Task description> Pull out from the material below all lines with "significant".

Dataset excerpts>
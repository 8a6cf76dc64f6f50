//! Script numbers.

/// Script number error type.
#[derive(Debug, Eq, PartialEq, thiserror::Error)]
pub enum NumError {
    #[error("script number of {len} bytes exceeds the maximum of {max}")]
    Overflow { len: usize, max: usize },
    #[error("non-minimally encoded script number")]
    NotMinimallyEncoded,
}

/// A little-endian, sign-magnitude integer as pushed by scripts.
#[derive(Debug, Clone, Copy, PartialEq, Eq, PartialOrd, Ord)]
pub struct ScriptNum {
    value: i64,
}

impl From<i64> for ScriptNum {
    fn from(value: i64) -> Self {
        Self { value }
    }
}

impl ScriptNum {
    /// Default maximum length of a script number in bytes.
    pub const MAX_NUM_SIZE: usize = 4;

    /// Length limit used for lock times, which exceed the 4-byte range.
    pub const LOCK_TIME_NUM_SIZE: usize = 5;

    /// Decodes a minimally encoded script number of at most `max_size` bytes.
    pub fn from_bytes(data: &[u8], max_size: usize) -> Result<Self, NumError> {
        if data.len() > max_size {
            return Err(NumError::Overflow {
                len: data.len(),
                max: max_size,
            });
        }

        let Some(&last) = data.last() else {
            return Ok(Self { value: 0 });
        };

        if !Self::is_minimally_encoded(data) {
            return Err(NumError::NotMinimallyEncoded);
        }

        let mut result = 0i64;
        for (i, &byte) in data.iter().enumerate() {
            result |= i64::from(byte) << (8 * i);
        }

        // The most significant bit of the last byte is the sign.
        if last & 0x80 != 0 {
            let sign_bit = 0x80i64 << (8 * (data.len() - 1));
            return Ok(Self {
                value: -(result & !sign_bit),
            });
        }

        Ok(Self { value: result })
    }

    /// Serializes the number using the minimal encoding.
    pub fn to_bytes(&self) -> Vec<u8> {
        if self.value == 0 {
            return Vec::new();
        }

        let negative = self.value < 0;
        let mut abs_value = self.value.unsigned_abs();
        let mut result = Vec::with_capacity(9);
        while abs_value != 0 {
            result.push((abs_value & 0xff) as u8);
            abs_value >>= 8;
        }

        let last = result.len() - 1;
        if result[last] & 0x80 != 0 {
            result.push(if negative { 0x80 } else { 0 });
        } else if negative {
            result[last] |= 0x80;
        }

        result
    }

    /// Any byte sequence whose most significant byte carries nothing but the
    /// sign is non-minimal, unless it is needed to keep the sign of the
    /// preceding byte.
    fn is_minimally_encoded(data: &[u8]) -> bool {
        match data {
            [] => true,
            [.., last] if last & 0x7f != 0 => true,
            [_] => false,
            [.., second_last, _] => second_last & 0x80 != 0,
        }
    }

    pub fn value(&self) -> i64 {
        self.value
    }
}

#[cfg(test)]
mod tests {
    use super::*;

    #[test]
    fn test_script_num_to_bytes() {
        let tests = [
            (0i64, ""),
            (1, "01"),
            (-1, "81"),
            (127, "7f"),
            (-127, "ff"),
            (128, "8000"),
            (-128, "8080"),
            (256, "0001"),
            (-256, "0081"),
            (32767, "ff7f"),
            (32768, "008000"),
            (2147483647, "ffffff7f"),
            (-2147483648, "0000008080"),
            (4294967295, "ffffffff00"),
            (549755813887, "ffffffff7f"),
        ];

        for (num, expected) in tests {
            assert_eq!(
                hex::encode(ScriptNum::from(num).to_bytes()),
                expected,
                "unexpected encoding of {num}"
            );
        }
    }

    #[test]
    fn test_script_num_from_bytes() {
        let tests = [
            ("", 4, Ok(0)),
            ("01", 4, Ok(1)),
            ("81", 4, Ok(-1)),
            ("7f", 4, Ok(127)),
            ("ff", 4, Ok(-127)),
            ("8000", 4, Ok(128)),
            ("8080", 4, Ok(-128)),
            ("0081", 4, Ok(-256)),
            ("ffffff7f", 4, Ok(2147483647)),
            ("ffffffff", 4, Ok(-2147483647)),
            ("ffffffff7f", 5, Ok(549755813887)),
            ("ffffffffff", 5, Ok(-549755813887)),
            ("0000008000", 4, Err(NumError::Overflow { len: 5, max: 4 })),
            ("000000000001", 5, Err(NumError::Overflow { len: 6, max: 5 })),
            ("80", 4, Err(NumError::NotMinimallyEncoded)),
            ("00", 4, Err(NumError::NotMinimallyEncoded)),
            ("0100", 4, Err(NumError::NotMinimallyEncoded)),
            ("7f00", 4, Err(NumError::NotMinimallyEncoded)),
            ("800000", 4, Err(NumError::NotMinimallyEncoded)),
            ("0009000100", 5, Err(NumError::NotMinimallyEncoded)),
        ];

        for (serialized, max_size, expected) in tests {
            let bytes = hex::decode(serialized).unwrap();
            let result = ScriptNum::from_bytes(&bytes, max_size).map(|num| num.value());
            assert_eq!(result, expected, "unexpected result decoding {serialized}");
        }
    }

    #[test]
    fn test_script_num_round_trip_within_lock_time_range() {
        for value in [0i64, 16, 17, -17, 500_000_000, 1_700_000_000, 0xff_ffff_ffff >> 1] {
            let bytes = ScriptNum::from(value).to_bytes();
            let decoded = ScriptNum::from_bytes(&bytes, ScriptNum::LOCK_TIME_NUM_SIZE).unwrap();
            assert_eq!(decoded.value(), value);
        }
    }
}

Task output>
        // The most significant bit of the last byte is the sign.
    /// Any byte sequence whose most significant byte carries nothing but the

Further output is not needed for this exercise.